In order to study the interactions between serotonergic mechanism and electrical stimulation of the mesencephalic central gray substance, rats were trained to lever-press for terminating aversive electric stimuli applied at the Periaqueductal gray and adjoining tectum of the mesencephalon. Experimental sessions consisted of 40 discrete escape trials of a maximum of 30 sec duration, separated by 30 sec intervals. Dose-effect curves of two tryptamine antagonists, cyproheptadine and methysergide, as well as of the benzodiazepine minor tranquilizer, chlordiazepoxide, on average escape latencies and on frequency distribution of individual latencies were determined. Doses of 3 to 10 mg/kg of cyproheptadine decreased average latencies of escape responding in six of eight rats studied. Doses of 10 and 30 mg/kg of methysergide also facilitated escape responding in one of three rats.
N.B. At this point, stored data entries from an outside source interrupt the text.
// Copyright (c) 2025, The Ruskit Authors
// MIT License
// All rights reserved.

//! # OpenTelemetry Integration
//!
//! Trace context travels in the AMQP message headers. Publishing injects the current
//! context, and every received delivery gets a consumer span parented on whatever
//! context the producer left in its headers.

use lapin::{
    protocol::basic::AMQPProperties,
    types::{AMQPValue, ShortString},
};
use opentelemetry::{
    global::{BoxedSpan, BoxedTracer},
    propagation::{Extractor, Injector},
    trace::{SpanKind, Tracer},
    Context,
};
use std::{borrow::Cow, collections::BTreeMap};
use tracing::error;

/// Writes trace context entries into outgoing message headers.
pub(crate) struct HeaderInjector<'a> {
    headers: &'a mut BTreeMap<ShortString, AMQPValue>,
}

impl<'a> HeaderInjector<'a> {
    pub(crate) fn new(headers: &'a mut BTreeMap<ShortString, AMQPValue>) -> Self {
        Self { headers }
    }
}

impl Injector for HeaderInjector<'_> {
    fn set(&mut self, key: &str, value: String) {
        self.headers.insert(
            key.to_lowercase().into(),
            AMQPValue::LongString(value.into()),
        );
    }
}

/// Reads trace context entries from incoming message headers.
pub(crate) struct HeaderExtractor<'a> {
    headers: &'a BTreeMap<ShortString, AMQPValue>,
}

impl<'a> HeaderExtractor<'a> {
    pub(crate) fn new(headers: &'a BTreeMap<ShortString, AMQPValue>) -> Self {
        Self { headers }
    }
}

impl Extractor for HeaderExtractor<'_> {
    fn get(&self, key: &str) -> Option<&str> {
        self.headers.get(key).and_then(|header_value| {
            if let AMQPValue::LongString(header_value) = header_value {
                std::str::from_utf8(header_value.as_bytes())
                    .map_err(|e| error!("Error decoding header value {:?}", e))
                    .ok()
            } else {
                None
            }
        })
    }

    fn keys(&self) -> Vec<&str> {
        self.headers.keys().map(|header| header.as_str()).collect()
    }
}

/// Headers carrying the trace context of `ctx`.
pub(crate) fn inject(ctx: &Context) -> BTreeMap<ShortString, AMQPValue> {
    let mut headers = BTreeMap::default();

    opentelemetry::global::get_text_map_propagator(|propagator| {
        propagator.inject_context(ctx, &mut HeaderInjector::new(&mut headers))
    });

    headers
}

/// Starts a consumer span for a delivery, parented on the context found in its
/// headers.
pub(crate) fn new_span(
    props: &AMQPProperties,
    tracer: &BoxedTracer,
    name: &str,
) -> (Context, BoxedSpan) {
    let headers = props
        .headers()
        .as_ref()
        .map(|table| table.inner().clone())
        .unwrap_or_default();

    let ctx = opentelemetry::global::get_text_map_propagator(|propagator| {
        propagator.extract(&HeaderExtractor::new(&headers))
    });

    let span = tracer
        .span_builder(Cow::from(name.to_owned()))
        .with_kind(SpanKind::Consumer)
        .start_with_context(tracer, &ctx);

    (ctx, span)
}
In contrast, doses from 1 to 10 mg/kg of chlordiazepoxide, that cause little sedation or ataxia, produced dose-dependent increases in escape latencies. Furthermore, doses of 5.6 and 10 mg/kg of chlordiazepoxide partially blocked escape responding. The facilitatory effects of the tryptamine antagonists suggest that escape behavior is inhibited by brain tryptaminergic mechanisms, whereas the specific depressant effect of chlordiazepoxide on escape from Periaqueductal gray electrical stimulation suggest that this region may be involved in the antianxiety action of benzodiazepines.